Return exactly the final stretch of the records below, opening with the line that contains "if let Some(session) = jar" and closing with the last line.

Records shown: Begin

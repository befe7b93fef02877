//! Contact form handler

use axum::{
    extract::{rejection::JsonRejection, State},
    Json,
};
use axum_extra::extract::cookie::{Cookie, CookieJar, SameSite};
use serde::{Deserialize, Serialize};
use utoipa::ToSchema;

use crate::{
    domain::contact::{ContactForm, ContactService, Delivery, SessionId},
    infrastructure::http::{
        errors::{ApiError, ErrorResponse},
        state::AppState,
    },
};

/// Name of the cookie carrying the session id
pub const SESSION_COOKIE: &str = "contact_session";

/// Send message response body
#[derive(Debug, Serialize, Deserialize, ToSchema)]
pub struct SendMessageResponse {
    /// Always `true`
    #[schema(example = true)]
    pub success: bool,

    /// Confirmation shown to the sender
    #[schema(example = "Your message has been sent.")]
    pub message: String,
}

impl SendMessageResponse {
    fn sent() -> Self {
        Self {
            success: true,
            message: "Your message has been sent.".to_string(),
        }
    }
}

/// Send a message through the contact form
#[utoipa::path(
    post,
    operation_id = "send_contact_message",
    tag = "Contact",
    path = "/api/v1/contact",
    request_body = ContactForm,
    responses(
        (status = StatusCode::OK, description = "Message sent", body = SendMessageResponse),
        (status = StatusCode::BAD_REQUEST, description = "Malformed JSON", body = ErrorResponse, example = json!({"success": false, "error": "Invalid data."})),
        (status = StatusCode::METHOD_NOT_ALLOWED, description = "Not a POST request", body = ErrorResponse),
        (status = StatusCode::UNSUPPORTED_MEDIA_TYPE, description = "Not a JSON body", body = ErrorResponse),
        (status = StatusCode::UNPROCESSABLE_ENTITY, description = "Validation failed", body = ErrorResponse, example = json!({"success": false, "errors": ["Invalid name.", "Invalid email."]})),
        (status = StatusCode::TOO_MANY_REQUESTS, description = "Sent too recently", body = ErrorResponse),
        (status = StatusCode::INTERNAL_SERVER_ERROR, description = "Could not send", body = ErrorResponse),
    )
)]
pub async fn handler<C: ContactService>(
    State(state): State<AppState<C>>,
    jar: CookieJar,
    request: Result<Json<ContactForm>, JsonRejection>,
) -> Result<(CookieJar, Json<SendMessageResponse>), ApiError> {
    let Json(form) = request?;
    let (session, jar) = session(jar, state.config.secure_cookies);

    // Discarded bot submissions get exactly the same answer as real sends.
    match state.contact.send_message(&session, form).await? {
        Delivery::Sent | Delivery::Discarded => Ok((jar, Json(SendMessageResponse::sent()))),
    }
}

/// Rejects every method but POST
pub async fn method_not_allowed() -> ApiError {
    ApiError::new_405("Method not allowed.")
}

/// Reads the session id from `jar`, minting and setting a new one if absent
fn session(jar: CookieJar, secure: bool) -> (SessionId, CookieJar) {
    if let Some(session) = jar
        .get(SESSION_COOKIE)
        .and_then(|cookie| SessionId::parse(cookie.value()))
    {
        return (session, jar);
    }

    let session = SessionId::generate();
    let cookie = Cookie::build((SESSION_COOKIE, session.to_string()))
        .path("/")
        .http_only(true)
        .secure(secure)
        .same_site(SameSite::Lax);

    (session, jar.add(cookie))
}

Records shown: End

• _Solution to this task_
    if let Some(session) = jar
        .get(SESSION_COOKIE)
        .and_then(|cookie| SessionId::parse(cookie.value()))
    {
        return (session, jar);
    }

    let session = SessionId::generate();
    let cookie = Cookie::build((SESSION_COOKIE, session.to_string()))
        .path("/")
        .http_only(true)
        .secure(secure)
        .same_site(SameSite::Lax);

    (session, jar.add(cookie))
}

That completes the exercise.